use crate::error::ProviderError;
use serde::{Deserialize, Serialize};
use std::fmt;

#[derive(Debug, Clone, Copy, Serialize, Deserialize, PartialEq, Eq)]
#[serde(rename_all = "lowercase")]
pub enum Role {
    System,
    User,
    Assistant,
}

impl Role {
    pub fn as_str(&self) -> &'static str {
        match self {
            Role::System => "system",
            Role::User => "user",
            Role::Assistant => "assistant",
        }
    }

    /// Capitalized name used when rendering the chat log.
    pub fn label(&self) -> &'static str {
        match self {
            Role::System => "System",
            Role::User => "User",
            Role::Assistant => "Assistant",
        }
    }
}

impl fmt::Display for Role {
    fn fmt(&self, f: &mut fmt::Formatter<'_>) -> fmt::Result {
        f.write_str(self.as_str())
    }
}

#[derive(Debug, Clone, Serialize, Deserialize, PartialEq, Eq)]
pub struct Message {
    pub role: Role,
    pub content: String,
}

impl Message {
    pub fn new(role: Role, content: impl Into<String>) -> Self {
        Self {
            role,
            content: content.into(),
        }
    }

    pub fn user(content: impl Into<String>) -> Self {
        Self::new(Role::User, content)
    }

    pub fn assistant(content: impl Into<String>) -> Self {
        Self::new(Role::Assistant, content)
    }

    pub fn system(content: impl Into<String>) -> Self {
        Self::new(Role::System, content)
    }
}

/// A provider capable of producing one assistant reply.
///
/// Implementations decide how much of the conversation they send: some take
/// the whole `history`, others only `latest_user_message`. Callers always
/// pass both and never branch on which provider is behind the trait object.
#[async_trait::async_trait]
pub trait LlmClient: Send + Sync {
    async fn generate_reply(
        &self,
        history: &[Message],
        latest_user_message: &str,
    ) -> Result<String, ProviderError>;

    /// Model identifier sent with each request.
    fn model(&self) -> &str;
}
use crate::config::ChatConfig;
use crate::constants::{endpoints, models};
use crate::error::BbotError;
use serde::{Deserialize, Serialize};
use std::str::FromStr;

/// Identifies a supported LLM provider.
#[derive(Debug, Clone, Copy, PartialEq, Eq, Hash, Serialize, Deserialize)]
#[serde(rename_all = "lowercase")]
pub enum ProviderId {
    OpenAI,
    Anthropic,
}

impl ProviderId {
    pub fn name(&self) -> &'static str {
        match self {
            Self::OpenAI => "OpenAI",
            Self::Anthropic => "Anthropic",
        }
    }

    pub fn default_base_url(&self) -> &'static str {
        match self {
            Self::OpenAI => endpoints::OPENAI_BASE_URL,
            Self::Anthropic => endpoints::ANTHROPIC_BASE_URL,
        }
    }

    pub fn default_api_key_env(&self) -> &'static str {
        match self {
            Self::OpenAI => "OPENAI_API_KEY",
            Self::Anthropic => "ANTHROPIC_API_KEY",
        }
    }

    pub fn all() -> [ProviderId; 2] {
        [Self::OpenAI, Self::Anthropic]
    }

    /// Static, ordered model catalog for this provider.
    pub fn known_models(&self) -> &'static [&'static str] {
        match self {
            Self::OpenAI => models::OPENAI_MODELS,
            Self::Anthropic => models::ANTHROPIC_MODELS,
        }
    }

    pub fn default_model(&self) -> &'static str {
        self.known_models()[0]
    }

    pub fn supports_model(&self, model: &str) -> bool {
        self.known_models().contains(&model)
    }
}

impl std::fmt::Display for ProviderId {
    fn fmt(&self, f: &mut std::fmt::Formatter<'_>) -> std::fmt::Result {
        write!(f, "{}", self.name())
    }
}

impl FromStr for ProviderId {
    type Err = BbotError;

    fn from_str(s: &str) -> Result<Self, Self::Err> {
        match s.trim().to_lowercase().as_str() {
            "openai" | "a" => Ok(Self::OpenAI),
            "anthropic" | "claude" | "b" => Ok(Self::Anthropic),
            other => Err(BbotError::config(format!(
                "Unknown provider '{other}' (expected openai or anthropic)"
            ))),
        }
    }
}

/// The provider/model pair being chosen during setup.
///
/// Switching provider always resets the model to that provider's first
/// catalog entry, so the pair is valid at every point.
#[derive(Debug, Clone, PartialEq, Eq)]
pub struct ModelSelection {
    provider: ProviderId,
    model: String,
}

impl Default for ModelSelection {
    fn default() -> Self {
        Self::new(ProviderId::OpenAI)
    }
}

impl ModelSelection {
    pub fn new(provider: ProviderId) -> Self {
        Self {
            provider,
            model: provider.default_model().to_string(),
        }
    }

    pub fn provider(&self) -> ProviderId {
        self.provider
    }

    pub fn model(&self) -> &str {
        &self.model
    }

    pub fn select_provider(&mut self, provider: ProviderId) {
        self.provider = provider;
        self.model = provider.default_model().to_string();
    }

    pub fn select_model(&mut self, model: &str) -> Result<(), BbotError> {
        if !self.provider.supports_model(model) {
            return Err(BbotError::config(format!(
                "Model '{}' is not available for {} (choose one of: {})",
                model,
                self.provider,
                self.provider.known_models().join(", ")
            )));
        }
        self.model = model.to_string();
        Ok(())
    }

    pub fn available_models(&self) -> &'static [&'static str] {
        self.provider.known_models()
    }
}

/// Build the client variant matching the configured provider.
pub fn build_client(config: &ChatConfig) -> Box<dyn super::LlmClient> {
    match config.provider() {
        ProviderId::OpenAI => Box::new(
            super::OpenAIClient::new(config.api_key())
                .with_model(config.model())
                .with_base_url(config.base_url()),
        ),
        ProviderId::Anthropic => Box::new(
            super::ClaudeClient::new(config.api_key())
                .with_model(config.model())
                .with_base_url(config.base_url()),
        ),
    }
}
+ + +
For this exercise, output the records in full, exactly.

THE ANSWER -
use crate::error::ProviderError;
use serde::{Deserialize, Serialize};
use std::fmt;

#[derive(Debug, Clone, Copy, Serialize, Deserialize, PartialEq, Eq)]
#[serde(rename_all = "lowercase")]
pub enum Role {
    System,
    User,
    Assistant,
}

impl Role {
    pub fn as_str(&self) -> &'static str {
        match self {
            Role::System => "system",
            Role::User => "user",
            Role::Assistant => "assistant",
        }
    }

    /// Capitalized name used when rendering the chat log.
    pub fn label(&self) -> &'static str {
        match self {
            Role::System => "System",
            Role::User => "User",
            Role::Assistant => "Assistant",
        }
    }
}

impl fmt::Display for Role {
    fn fmt(&self, f: &mut fmt::Formatter<'_>) -> fmt::Result {
        f.write_str(self.as_str())
    }
}

#[derive(Debug, Clone, Serialize, Deserialize, PartialEq, Eq)]
pub struct Message {
    pub role: Role,
    pub content: String,
}

impl Message {
    pub fn new(role: Role, content: impl Into<String>) -> Self {
        Self {
            role,
            content: content.into(),
        }
    }

    pub fn user(content: impl Into<String>) -> Self {
        Self::new(Role::User, content)
    }

    pub fn assistant(content: impl Into<String>) -> Self {
        Self::new(Role::Assistant, content)
    }

    pub fn system(content: impl Into<String>) -> Self {
        Self::new(Role::System, content)
    }
}

/// A provider capable of producing one assistant reply.
///
/// Implementations decide how much of the conversation they send: some take
/// the whole `history`, others only `latest_user_message`. Callers always
/// pass both and never branch on which provider is behind the trait object.
#[async_trait::async_trait]
pub trait LlmClient: Send + Sync {
    async fn generate_reply(
        &self,
        history: &[Message],
        latest_user_message: &str,
    ) -> Result<String, ProviderError>;

    /// Model identifier sent with each request.
    fn model(&self) -> &str;
}
use crate::config::ChatConfig;
use crate::constants::{endpoints, models};
use crate::error::BbotError;
use serde::{Deserialize, Serialize};
use std::str::FromStr;

/// Identifies a supported LLM provider.
#[derive(Debug, Clone, Copy, PartialEq, Eq, Hash, Serialize, Deserialize)]
#[serde(rename_all = "lowercase")]
pub enum ProviderId {
    OpenAI,
    Anthropic,
}

impl ProviderId {
    pub fn name(&self) -> &'static str {
        match self {
            Self::OpenAI => "OpenAI",
            Self::Anthropic => "Anthropic",
        }
    }

    pub fn default_base_url(&self) -> &'static str {
        match self {
            Self::OpenAI => endpoints::OPENAI_BASE_URL,
            Self::Anthropic => endpoints::ANTHROPIC_BASE_URL,
        }
    }

    pub fn default_api_key_env(&self) -> &'static str {
        match self {
            Self::OpenAI => "OPENAI_API_KEY",
            Self::Anthropic => "ANTHROPIC_API_KEY",
        }
    }

    pub fn all() -> [ProviderId; 2] {
        [Self::OpenAI, Self::Anthropic]
    }

    /// Static, ordered model catalog for this provider.
    pub fn known_models(&self) -> &'static [&'static str] {
        match self {
            Self::OpenAI => models::OPENAI_MODELS,
            Self::Anthropic => models::ANTHROPIC_MODELS,
        }
    }

    pub fn default_model(&self) -> &'static str {
        self.known_models()[0]
    }

    pub fn supports_model(&self, model: &str) -> bool {
        self.known_models().contains(&model)
    }
}

impl std::fmt::Display for ProviderId {
    fn fmt(&self, f: &mut std::fmt::Formatter<'_>) -> std::fmt::Result {
        write!(f, "{}", self.name())
    }
}

impl FromStr for ProviderId {
    type Err = BbotError;

    fn from_str(s: &str) -> Result<Self, Self::Err> {
        match s.trim().to_lowercase().as_str() {
            "openai" | "a" => Ok(Self::OpenAI),
            "anthropic" | "claude" | "b" => Ok(Self::Anthropic),
            other => Err(BbotError::config(format!(
                "Unknown provider '{other}' (expected openai or anthropic)"
            ))),
        }
    }
}

/// The provider/model pair being chosen during setup.
///
/// Switching provider always resets the model to that provider's first
/// catalog entry, so the pair is valid at every point.
#[derive(Debug, Clone, PartialEq, Eq)]
pub struct ModelSelection {
    provider: ProviderId,
    model: String,
}

impl Default for ModelSelection {
    fn default() -> Self {
        Self::new(ProviderId::OpenAI)
    }
}

impl ModelSelection {
    pub fn new(provider: ProviderId) -> Self {
        Self {
            provider,
            model: provider.default_model().to_string(),
        }
    }

    pub fn provider(&self) -> ProviderId {
        self.provider
    }

    pub fn model(&self) -> &str {
        &self.model
    }

    pub fn select_provider(&mut self, provider: ProviderId) {
        self.provider = provider;
        self.model = provider.default_model().to_string();
    }

    pub fn select_model(&mut self, model: &str) -> Result<(), BbotError> {
        if !self.provider.supports_model(model) {
            return Err(BbotError::config(format!(
                "Model '{}' is not available for {} (choose one of: {})",
                model,
                self.provider,
                self.provider.known_models().join(", ")
            )));
        }
        self.model = model.to_string();
        Ok(())
    }

    pub fn available_models(&self) -> &'static [&'static str] {
        self.provider.known_models()
    }
}

/// Build the client variant matching the configured provider.
pub fn build_client(config: &ChatConfig) -> Box<dyn super::LlmClient> {
    match config.provider() {
        ProviderId::OpenAI => Box::new(
            super::OpenAIClient::new(config.api_key())
                .with_model(config.model())
                .with_base_url(config.base_url()),
        ),
        ProviderId::Anthropic => Box::new(
            super::ClaudeClient::new(config.api_key())
                .with_model(config.model())
                .with_base_url(config.base_url()),
        ),
    }
}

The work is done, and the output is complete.